# [WHAT THIS TASK INVOLVES]
Your answer should be each line of the entries that contains the word "overrides", copied in full.

# [RECORD EXCERPTS]
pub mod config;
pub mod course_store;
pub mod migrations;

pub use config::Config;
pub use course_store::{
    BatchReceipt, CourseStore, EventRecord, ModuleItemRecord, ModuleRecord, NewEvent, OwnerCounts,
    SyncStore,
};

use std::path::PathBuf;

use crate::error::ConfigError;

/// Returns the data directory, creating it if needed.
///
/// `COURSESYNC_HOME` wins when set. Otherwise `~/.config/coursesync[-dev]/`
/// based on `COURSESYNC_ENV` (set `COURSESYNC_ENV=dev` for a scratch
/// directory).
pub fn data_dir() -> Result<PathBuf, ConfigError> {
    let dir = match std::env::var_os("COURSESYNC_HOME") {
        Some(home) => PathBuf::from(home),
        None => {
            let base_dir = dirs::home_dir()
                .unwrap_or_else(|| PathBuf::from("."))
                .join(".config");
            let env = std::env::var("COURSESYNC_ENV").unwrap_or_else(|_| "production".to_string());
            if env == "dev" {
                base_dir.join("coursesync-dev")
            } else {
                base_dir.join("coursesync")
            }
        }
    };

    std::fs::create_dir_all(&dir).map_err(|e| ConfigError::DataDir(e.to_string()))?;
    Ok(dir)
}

--

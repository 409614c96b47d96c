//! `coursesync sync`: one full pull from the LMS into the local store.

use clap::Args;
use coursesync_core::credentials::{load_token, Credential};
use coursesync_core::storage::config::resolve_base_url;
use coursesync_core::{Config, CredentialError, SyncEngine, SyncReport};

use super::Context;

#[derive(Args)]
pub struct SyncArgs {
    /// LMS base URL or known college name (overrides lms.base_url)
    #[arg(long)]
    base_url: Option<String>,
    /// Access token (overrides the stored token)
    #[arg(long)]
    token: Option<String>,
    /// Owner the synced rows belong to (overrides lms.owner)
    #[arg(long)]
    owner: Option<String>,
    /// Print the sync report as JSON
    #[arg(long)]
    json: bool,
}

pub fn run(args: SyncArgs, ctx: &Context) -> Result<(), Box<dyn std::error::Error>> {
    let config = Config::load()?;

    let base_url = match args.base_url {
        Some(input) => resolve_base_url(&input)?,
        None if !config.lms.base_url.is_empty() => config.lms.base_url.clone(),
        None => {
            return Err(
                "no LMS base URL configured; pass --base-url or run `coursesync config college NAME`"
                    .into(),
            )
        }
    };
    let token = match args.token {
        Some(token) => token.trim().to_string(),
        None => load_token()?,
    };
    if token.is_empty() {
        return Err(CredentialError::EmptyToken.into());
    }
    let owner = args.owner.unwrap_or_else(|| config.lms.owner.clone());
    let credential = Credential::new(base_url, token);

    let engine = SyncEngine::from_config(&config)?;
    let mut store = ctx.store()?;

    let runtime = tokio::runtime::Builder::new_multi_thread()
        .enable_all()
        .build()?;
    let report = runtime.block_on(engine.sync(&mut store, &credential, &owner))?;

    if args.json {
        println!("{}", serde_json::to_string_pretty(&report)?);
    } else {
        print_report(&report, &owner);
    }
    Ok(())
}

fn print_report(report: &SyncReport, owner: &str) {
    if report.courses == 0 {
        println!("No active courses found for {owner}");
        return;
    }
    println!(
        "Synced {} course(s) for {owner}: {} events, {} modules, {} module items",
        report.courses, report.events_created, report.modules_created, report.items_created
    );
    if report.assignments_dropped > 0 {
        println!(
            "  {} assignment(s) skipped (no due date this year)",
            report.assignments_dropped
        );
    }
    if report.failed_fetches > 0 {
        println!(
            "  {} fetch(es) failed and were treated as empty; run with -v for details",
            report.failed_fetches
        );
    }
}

...

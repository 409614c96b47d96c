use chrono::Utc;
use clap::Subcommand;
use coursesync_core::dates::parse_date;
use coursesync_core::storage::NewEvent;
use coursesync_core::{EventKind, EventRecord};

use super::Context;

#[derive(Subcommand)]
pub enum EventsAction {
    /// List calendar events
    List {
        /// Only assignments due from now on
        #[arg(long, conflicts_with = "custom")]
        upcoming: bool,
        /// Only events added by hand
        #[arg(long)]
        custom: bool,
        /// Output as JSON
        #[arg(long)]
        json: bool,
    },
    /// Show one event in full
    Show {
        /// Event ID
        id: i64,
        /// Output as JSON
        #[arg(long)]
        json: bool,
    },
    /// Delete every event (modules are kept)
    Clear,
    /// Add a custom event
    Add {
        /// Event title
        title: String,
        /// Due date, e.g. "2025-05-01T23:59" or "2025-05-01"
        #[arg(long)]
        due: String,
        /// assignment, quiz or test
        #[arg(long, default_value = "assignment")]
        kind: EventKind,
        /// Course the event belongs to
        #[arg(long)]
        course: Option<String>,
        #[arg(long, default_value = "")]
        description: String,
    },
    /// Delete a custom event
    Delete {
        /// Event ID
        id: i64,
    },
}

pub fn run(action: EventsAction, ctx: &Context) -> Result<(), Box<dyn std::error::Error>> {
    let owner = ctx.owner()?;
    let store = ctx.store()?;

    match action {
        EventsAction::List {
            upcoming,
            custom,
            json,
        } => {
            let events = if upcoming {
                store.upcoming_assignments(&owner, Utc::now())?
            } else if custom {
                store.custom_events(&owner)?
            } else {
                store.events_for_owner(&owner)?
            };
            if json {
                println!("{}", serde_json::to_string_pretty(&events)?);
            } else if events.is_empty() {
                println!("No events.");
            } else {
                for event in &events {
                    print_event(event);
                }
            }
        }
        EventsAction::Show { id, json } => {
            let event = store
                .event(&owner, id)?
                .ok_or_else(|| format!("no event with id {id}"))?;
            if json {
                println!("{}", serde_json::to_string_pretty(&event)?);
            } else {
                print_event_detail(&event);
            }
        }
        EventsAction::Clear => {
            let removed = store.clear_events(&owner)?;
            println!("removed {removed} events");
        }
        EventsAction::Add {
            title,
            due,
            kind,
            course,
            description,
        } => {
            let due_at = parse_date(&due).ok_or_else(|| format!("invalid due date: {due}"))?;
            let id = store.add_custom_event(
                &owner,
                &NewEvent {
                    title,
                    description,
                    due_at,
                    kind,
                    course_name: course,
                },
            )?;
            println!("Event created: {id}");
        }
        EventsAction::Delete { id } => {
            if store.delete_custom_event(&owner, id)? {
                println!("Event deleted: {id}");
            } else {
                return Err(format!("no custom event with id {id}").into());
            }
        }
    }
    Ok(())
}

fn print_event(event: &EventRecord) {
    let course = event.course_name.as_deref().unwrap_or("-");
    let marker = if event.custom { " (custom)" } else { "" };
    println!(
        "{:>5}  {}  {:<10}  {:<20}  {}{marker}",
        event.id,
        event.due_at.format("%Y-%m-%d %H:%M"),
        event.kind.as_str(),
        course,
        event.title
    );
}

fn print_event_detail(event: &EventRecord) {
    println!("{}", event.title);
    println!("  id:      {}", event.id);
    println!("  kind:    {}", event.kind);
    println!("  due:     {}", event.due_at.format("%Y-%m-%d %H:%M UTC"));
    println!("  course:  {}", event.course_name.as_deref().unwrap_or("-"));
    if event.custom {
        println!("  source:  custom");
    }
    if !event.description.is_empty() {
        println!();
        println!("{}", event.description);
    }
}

# [RESPONSE TO THIS TASK]
    /// LMS base URL or known college name (overrides lms.base_url)
    /// Access token (overrides the stored token)
    /// Owner the synced rows belong to (overrides lms.owner)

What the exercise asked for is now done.